Stored data entries:
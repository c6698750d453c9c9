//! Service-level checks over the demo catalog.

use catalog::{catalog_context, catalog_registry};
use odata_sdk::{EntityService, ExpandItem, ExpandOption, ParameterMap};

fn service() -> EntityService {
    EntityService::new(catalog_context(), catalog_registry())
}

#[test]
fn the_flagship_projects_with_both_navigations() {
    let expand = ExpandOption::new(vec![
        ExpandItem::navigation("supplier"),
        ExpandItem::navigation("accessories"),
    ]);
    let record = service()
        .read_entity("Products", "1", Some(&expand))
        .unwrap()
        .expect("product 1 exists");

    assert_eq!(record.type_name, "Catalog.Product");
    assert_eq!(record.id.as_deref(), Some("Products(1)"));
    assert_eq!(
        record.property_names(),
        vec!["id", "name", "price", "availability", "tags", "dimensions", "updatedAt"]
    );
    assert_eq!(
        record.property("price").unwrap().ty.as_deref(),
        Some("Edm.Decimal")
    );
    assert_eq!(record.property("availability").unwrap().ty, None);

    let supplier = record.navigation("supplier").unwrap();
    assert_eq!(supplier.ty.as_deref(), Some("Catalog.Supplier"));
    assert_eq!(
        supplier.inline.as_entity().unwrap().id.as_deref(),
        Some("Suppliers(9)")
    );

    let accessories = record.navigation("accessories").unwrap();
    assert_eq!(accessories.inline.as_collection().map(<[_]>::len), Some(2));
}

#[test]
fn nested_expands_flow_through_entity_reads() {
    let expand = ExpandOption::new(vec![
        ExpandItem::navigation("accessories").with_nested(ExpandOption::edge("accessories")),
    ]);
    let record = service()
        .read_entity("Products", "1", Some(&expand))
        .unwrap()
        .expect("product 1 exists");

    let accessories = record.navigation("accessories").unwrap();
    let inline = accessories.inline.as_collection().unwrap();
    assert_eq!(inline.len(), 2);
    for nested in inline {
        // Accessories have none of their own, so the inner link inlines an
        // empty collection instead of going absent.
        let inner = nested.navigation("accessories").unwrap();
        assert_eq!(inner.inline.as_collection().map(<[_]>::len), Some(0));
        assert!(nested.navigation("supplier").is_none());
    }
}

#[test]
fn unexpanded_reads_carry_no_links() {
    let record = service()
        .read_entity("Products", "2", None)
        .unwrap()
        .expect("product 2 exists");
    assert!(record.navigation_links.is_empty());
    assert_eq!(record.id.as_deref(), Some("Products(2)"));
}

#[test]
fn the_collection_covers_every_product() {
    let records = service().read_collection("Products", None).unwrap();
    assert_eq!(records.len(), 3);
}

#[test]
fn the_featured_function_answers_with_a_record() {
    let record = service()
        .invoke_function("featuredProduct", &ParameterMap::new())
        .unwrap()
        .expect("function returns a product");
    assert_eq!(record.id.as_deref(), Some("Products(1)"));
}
==
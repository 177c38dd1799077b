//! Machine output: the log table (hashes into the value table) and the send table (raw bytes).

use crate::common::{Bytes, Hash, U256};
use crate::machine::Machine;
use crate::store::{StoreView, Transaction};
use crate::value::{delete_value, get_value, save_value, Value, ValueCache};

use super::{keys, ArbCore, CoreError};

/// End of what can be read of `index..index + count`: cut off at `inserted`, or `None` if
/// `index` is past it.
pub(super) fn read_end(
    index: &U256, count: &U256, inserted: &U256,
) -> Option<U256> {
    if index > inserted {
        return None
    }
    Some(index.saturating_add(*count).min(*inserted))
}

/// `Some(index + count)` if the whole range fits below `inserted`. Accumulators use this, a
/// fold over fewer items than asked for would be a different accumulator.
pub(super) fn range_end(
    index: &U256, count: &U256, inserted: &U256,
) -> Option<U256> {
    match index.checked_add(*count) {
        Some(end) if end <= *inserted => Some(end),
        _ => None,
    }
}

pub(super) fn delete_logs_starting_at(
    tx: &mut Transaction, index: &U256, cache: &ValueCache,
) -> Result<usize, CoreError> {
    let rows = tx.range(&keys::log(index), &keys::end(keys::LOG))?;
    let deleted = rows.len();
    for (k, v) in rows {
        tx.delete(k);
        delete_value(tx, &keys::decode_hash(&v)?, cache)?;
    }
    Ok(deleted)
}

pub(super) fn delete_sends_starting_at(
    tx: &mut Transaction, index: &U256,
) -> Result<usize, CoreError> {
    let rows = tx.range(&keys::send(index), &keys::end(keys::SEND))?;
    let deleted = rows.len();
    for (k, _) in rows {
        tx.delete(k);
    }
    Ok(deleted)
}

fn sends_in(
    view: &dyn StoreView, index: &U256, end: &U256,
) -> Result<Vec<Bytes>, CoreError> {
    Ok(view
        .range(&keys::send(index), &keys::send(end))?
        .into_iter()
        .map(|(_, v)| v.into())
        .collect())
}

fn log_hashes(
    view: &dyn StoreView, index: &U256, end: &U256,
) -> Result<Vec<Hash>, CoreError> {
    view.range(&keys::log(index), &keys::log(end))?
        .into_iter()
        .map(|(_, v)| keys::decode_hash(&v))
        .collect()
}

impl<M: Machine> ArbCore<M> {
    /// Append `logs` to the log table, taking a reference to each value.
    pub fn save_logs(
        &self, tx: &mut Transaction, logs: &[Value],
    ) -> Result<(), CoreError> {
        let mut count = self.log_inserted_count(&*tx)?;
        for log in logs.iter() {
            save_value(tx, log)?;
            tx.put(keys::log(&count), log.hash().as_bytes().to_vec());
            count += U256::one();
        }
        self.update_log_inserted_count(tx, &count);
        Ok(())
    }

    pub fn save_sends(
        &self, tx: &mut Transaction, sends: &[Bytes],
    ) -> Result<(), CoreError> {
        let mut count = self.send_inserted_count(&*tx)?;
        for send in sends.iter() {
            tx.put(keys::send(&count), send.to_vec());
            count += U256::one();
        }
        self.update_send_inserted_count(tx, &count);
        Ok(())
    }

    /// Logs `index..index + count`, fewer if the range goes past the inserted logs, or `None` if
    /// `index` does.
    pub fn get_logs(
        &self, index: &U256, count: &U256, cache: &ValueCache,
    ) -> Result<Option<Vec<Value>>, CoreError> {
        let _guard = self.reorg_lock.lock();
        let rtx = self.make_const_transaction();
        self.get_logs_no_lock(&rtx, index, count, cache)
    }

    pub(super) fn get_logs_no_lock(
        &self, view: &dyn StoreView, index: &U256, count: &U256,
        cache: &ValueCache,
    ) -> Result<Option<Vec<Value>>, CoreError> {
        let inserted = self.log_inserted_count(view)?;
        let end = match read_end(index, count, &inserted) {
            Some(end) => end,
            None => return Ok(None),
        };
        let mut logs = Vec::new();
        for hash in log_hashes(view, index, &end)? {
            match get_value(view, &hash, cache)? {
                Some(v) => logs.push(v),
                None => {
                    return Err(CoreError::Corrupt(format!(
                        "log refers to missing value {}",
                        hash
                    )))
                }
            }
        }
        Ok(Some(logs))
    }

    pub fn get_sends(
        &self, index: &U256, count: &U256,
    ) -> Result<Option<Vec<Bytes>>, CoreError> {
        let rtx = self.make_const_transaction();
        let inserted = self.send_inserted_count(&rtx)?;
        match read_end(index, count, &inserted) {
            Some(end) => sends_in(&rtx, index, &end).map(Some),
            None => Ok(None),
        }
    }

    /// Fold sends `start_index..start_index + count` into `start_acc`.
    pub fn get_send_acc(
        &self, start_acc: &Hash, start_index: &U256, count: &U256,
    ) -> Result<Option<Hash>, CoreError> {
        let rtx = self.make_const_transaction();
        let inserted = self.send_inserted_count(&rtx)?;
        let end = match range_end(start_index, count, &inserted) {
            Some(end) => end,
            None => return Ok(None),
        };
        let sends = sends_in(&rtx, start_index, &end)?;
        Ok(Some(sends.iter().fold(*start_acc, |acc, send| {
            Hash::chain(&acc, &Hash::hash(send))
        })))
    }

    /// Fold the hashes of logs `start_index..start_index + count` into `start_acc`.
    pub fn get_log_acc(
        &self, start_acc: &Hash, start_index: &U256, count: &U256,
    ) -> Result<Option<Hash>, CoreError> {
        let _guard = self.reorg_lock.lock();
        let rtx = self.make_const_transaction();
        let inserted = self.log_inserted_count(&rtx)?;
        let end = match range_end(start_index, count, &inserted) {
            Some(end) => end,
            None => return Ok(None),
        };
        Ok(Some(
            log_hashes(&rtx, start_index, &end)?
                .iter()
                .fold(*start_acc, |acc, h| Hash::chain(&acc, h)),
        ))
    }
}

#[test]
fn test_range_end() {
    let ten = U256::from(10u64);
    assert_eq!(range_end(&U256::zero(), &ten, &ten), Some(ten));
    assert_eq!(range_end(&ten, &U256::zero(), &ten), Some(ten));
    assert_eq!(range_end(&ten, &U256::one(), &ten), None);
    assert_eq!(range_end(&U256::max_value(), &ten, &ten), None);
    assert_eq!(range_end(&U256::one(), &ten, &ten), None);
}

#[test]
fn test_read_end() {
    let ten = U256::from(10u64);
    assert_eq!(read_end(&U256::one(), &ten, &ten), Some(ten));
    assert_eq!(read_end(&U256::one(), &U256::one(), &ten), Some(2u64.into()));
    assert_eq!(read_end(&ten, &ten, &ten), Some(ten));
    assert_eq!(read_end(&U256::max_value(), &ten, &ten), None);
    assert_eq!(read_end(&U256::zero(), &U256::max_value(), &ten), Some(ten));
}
* * *
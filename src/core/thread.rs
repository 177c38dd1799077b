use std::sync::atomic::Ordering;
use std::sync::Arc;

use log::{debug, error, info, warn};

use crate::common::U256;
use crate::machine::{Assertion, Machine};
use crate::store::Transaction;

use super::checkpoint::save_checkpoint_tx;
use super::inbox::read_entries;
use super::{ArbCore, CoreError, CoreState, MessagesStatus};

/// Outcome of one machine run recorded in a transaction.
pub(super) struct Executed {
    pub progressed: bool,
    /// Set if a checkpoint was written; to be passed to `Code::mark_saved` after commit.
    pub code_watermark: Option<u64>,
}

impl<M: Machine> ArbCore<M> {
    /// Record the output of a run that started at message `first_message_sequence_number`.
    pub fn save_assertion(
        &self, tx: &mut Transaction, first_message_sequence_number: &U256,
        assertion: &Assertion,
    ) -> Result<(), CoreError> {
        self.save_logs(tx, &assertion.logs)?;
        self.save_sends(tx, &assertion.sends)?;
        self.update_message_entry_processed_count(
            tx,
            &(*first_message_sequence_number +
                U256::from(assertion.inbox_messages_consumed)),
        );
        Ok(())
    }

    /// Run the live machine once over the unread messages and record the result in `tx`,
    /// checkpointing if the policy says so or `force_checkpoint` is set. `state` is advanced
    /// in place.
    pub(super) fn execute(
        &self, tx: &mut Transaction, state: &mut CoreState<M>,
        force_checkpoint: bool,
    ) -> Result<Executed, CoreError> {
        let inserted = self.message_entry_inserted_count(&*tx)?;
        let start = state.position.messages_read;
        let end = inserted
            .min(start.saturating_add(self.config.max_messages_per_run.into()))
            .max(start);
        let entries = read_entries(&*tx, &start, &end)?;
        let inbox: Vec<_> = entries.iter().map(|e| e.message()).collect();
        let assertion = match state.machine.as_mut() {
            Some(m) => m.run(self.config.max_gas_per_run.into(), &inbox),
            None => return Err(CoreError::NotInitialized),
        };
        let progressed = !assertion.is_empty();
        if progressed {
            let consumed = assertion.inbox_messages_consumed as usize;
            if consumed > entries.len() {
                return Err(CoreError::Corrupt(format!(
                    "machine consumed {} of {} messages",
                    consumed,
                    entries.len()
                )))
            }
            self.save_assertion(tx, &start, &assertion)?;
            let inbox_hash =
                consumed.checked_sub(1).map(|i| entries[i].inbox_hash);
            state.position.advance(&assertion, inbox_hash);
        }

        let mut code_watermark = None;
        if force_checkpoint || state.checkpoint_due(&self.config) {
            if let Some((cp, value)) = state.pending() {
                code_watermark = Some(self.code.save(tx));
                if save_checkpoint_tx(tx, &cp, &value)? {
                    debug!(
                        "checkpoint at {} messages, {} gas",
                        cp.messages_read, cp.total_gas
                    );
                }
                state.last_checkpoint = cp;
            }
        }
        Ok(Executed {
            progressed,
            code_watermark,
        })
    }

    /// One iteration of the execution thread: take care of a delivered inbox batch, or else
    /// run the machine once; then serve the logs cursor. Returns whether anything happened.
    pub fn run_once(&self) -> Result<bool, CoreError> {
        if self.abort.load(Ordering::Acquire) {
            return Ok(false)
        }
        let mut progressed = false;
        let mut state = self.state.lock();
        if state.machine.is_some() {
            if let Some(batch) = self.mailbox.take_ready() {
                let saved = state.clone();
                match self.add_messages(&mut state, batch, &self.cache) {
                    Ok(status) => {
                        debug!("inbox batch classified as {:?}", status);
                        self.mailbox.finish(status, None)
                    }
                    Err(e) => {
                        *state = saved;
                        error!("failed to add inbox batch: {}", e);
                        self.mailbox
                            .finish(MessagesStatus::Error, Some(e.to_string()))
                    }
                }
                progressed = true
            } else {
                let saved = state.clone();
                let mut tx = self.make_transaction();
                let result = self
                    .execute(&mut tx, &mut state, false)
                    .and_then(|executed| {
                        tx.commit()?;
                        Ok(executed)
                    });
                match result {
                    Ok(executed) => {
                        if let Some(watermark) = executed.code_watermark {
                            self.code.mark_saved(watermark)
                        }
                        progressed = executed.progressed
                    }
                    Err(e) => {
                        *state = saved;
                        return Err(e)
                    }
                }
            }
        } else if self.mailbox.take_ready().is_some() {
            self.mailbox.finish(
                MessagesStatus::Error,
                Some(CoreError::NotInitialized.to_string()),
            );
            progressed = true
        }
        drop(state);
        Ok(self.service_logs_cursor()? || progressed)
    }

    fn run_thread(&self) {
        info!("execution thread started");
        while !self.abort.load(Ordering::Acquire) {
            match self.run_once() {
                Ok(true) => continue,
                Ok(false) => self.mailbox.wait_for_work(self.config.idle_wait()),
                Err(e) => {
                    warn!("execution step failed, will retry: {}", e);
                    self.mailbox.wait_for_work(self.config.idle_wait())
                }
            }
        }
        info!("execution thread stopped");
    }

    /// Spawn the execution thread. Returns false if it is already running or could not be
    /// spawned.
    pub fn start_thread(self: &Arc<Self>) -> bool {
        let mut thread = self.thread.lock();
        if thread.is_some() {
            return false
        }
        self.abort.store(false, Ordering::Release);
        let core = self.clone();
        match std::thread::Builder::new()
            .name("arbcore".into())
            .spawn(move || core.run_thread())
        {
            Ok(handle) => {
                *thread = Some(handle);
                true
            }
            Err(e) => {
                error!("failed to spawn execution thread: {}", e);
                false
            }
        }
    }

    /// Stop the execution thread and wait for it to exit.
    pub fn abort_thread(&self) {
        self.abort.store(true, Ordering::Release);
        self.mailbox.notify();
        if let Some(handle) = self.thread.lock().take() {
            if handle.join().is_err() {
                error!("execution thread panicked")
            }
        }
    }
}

What to work on: Of the lines above, show those in which "MessagesStatus" appears.

Exercise result:
use super::{ArbCore, CoreError, CoreState, MessagesStatus};
                            .finish(MessagesStatus::Error, Some(e.to_string()))
                MessagesStatus::Error,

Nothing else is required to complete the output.